Shall we go catch them then?” We
did. An hour later the younger one rang
the bell. She’d returned from a sleep
over somewhere else in the compound. She’d
begun texting me at 5:00AM: “Hi.”
Apparently she had spent the slumber party sleeping on the floor. She had a bit to eat and promptly went back
to sleep.
I worked. I worked a
long time on one document. And then the
document I was working on crashed.
Happens. I reopened but it hadn’t
auto saved. Hours of work was now gone. My own fault.

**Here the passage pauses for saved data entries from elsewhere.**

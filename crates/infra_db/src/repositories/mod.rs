//! Repository implementations for ledger entities
//!
//! Each repository maps between database rows and domain types. Queries
//! are built at runtime with `sqlx::query_as` and `FromRow` rows, so the
//! crate builds without a live database.
//!
//! Methods that take a `PgConnection` are meant to run on the connection of
//! an open transaction; the ones on `&self` read through the pool.

pub mod bookings;
pub mod participations;
pub mod payments;

pub use bookings::{BookingRepository, BookingRow};
pub use participations::{ParticipationRepository, ParticipationRow};
pub use payments::{PaymentRepository, PaymentRow};
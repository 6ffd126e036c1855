//! PostgreSQL Ledger Adapter
//!
//! Implements `LedgerStore` on top of the booking, payment and participation
//! repositories. Each `LedgerTransaction` wraps one `sqlx::Transaction`:
//! `lock_*` calls issue `SELECT ... FOR UPDATE`, so two transactions settling
//! the same payment are serialized by PostgreSQL, and dropping a transaction
//! without committing rolls it back.
//!
//! # Error Handling
//!
//! Database errors are translated to `PortError` variants through
//! `From<DatabaseError>`:
//! - `DatabaseError::NotFound` -> `PortError::NotFound`
//! - `DatabaseError::DuplicateEntry` -> `PortError::Conflict`
//! - Other errors -> `PortError::Internal` or a transient variant

use async_trait::async_trait;
use sqlx::{PgPool, Postgres, Transaction};
use tracing::{debug, instrument};

use core_kernel::{
    AdapterHealth, BookingId, DomainPort, HealthCheckResult, HealthCheckable, ParticipantId,
    PaymentId, PortError,
};
use domain_payments::{Booking, LedgerStore, LedgerTransaction, Participation, Payment};

use crate::error::DatabaseError;
use crate::repositories::{BookingRepository, ParticipationRepository, PaymentRepository};

/// PostgreSQL-backed implementation of the `LedgerStore` port
#[derive(Debug, Clone)]
pub struct PostgresLedgerStore {
    pool: PgPool,
    bookings: BookingRepository,
    payments: PaymentRepository,
    participations: ParticipationRepository,
}

impl PostgresLedgerStore {
    pub fn new(pool: PgPool) -> Self {
        Self {
            bookings: BookingRepository::new(pool.clone()),
            payments: PaymentRepository::new(pool.clone()),
            participations: ParticipationRepository::new(pool.clone()),
            pool,
        }
    }

    pub fn pool(&self) -> &PgPool {
        &self.pool
    }
}

impl DomainPort for PostgresLedgerStore {}

#[async_trait]
impl HealthCheckable for PostgresLedgerStore {
    /// Performs a `SELECT 1` to verify the pool is operational
    async fn health_check(&self) -> HealthCheckResult {
        let start = std::time::Instant::now();

        let result = sqlx::query_scalar::<_, i32>("SELECT 1")
            .fetch_one(&self.pool)
            .await;

        let latency_ms = start.elapsed().as_millis() as u64;

        match result {
            Ok(_) => HealthCheckResult::new("postgres-ledger", AdapterHealth::Healthy, latency_ms),
            Err(e) => HealthCheckResult::new("postgres-ledger", AdapterHealth::Unhealthy, latency_ms)
                .with_message(format!("Database error: {}", e)),
        }
    }
}

#[async_trait]
impl LedgerStore for PostgresLedgerStore {
    #[instrument(skip(self))]
    async fn begin(&self) -> Result<Box<dyn LedgerTransaction>, PortError> {
        let tx = self
            .pool
            .begin()
            .await
            .map_err(|e| PortError::from(DatabaseError::from(e)))?;
        debug!("Ledger transaction started");

        Ok(Box::new(PostgresLedgerTransaction { tx }))
    }

    #[instrument(skip(self), fields(booking_id = %id))]
    async fn get_booking(&self, id: BookingId) -> Result<Booking, PortError> {
        Ok(self.bookings.get_by_id(id).await?)
    }

    #[instrument(skip(self), fields(payment_id = %id))]
    async fn get_payment(&self, id: PaymentId) -> Result<Payment, PortError> {
        Ok(self.payments.get_by_id(id).await?)
    }

    #[instrument(skip(self), fields(participant_id = %id))]
    async fn get_participation(&self, id: ParticipantId) -> Result<Participation, PortError> {
        Ok(self.participations.get_by_id(id).await?)
    }

    #[instrument(skip(self), fields(participant_id = %id))]
    async fn find_booking_for_participant(
        &self,
        id: ParticipantId,
    ) -> Result<Option<Booking>, PortError> {
        Ok(self.bookings.find_by_participant(id).await?)
    }

    #[instrument(skip(self), fields(booking_id = %id))]
    async fn payments_for_booking(&self, id: BookingId) -> Result<Vec<Payment>, PortError> {
        Ok(self.payments.list_for_booking(id).await?)
    }
}

/// One PostgreSQL transaction over the ledger tables
struct PostgresLedgerTransaction {
    tx: Transaction<'static, Postgres>,
}

#[async_trait]
impl LedgerTransaction for PostgresLedgerTransaction {
    #[instrument(skip(self), fields(payment_id = %id))]
    async fn lock_payment(&mut self, id: PaymentId) -> Result<Payment, PortError> {
        debug!("Locking payment row");
        Ok(PaymentRepository::lock(&mut *self.tx, id).await?)
    }

    #[instrument(skip(self), fields(booking_id = %id))]
    async fn lock_booking(&mut self, id: BookingId) -> Result<Booking, PortError> {
        debug!("Locking booking row");
        Ok(BookingRepository::lock(&mut *self.tx, id).await?)
    }

    #[instrument(skip_all, fields(booking_id = %booking.id))]
    async fn insert_booking(&mut self, booking: &Booking) -> Result<(), PortError> {
        Ok(BookingRepository::insert(&mut *self.tx, booking).await?)
    }

    #[instrument(skip_all, fields(payment_id = %payment.id))]
    async fn insert_payment(&mut self, payment: &Payment) -> Result<(), PortError> {
        Ok(PaymentRepository::insert(&mut *self.tx, payment).await?)
    }

    #[instrument(skip_all, fields(payment_id = %payment.id, status = payment.status.as_str()))]
    async fn update_payment(&mut self, payment: &Payment) -> Result<(), PortError> {
        Ok(PaymentRepository::update(&mut *self.tx, payment).await?)
    }

    #[instrument(skip_all, fields(booking_id = %booking.id, status = booking.status.as_str()))]
    async fn update_booking(&mut self, booking: &Booking) -> Result<(), PortError> {
        Ok(BookingRepository::update(&mut *self.tx, booking).await?)
    }

    async fn commit(self: Box<Self>) -> Result<(), PortError> {
        self.tx
            .commit()
            .await
            .map_err(|e| PortError::from(DatabaseError::TransactionFailed(e.to_string())))?;
        debug!("Ledger transaction committed");
        Ok(())
    }
}
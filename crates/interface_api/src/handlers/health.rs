//! Health check handlers

use axum::{extract::State, http::StatusCode, Json};
use core_kernel::{HealthCheckResult, HealthCheckable};
use serde::Serialize;

use crate::AppState;

#[derive(Serialize)]
pub struct HealthResponse {
    pub status: String,
    pub version: String,
    #[serde(skip_serializing_if = "Option::is_none")]
    pub ledger: Option<HealthCheckResult>,
}

/// Health check endpoint
pub async fn health_check() -> Json<HealthResponse> {
    Json(HealthResponse {
        status: "healthy".to_string(),
        version: env!("CARGO_PKG_VERSION").to_string(),
        ledger: None,
    })
}

/// Readiness check (includes the ledger store)
pub async fn readiness_check(
    State(state): State<AppState>,
) -> (StatusCode, Json<HealthResponse>) {
    let ledger = state.engine.store().health_check().await;
    let (status, label) = if ledger.is_operational() {
        (StatusCode::OK, "ready")
    } else {
        (StatusCode::SERVICE_UNAVAILABLE, "unavailable")
    };

    (
        status,
        Json(HealthResponse {
            status: label.to_string(),
            version: env!("CARGO_PKG_VERSION").to_string(),
            ledger: Some(ledger),
        }),
    )
}
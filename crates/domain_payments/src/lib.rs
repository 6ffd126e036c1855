//! Payments Domain - Booking Reconciliation
//!
//! This crate owns the money side of a tour booking: the `Booking` aggregate
//! that accumulates contributions toward a fixed due amount, the `Payment`
//! ledger entries that produce those contributions, and the services that
//! settle payments exactly once no matter how often, or how concurrently,
//! the outcome is reported.
//!
//! # Payment Lifecycle
//!
//! ```text
//! initiated ──► processing ──┬──► success    (contribution applied once)
//!                            ├──► failed
//!                            └──► cancelled  (gateway redirect only)
//! ```
//!
//! Outcomes arrive from four directions: organizer cash entry, the gateway's
//! server-to-server notification (IPN), the browser redirect after checkout,
//! and manual verification by an admin or the tour's organizer. All of them
//! funnel through [`ReconciliationEngine`], which applies the payment and
//! its booking update in one ledger transaction.
//!
//! # Example
//!
//! ```rust,ignore
//! use domain_payments::{ReconciliationEngine, IpnHandler};
//!
//! let engine = Arc::new(ReconciliationEngine::new(store, gateway.clone(), Currency::BDT));
//! let ipn = IpnHandler::new(engine.clone());
//!
//! let outcome = ipn.handle(&form_fields).await?;
//! ```

pub mod actor;
pub mod booking;
pub mod error;
pub mod ipn;
pub mod participation;
pub mod payment;
pub mod ports;
pub mod reconciliation;
pub mod adapters;

pub use actor::{Actor, Capability};
pub use booking::{Booking, BookingChannel, BookingStatus};
pub use error::{PaymentError, ErrorKind};
pub use ipn::{IpnHandler, IpnOutcome, RedirectOutcome};
pub use participation::{Contact, Participation, ParticipationStatus};
pub use payment::{Payment, PaymentMethod, PaymentStatus};
pub use ports::{
    LedgerStore, LedgerTransaction, PaymentGateway,
    SessionRequest, SessionResponse, ValidationResult, GatewayNotification,
};
pub use reconciliation::{
    ReconciliationEngine, SettlementOutcome, InitiatedPayment, OpenedBooking, BookingStatement,
};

An older version of powerpoint, an older operating system, I knew why
this disaster that used to happen all the time in the early days of computing
but hasn’t been a major issue for years, befell me. I kept looking in vain for the “recovered” file. It must be somewhere. It wasn’t.
Who is the British historian who finished a history of
something only to have his house burn down so that he lost the work that had
taken him a decade and he promptly decided to sit down and write it again and .
. . he claimed the rewritten version was better? He’d have had to have. (Thomas Carlyle, “The French Revolution, A
History” J.S. Mill’s maid burned it by
mistake.) How many times was he
tortured, unable to recall that perfect turn of phrase, unable to release the
nagging suspicion that his original juxtaposition he’d managed, was the better one?
I did mine again and considered the places where I could
nudge and improvise and approximate. I don’t
know if the redux was any better, but it wasn’t high art and eventually it was
done. Looking back I can remember the
moment right before complete acceptance that it was lost. I was trying fury on for size. I had enough distance to see that I was
preparing to explode. Not exploding uncontrollably,
but rather readying myself for loud release.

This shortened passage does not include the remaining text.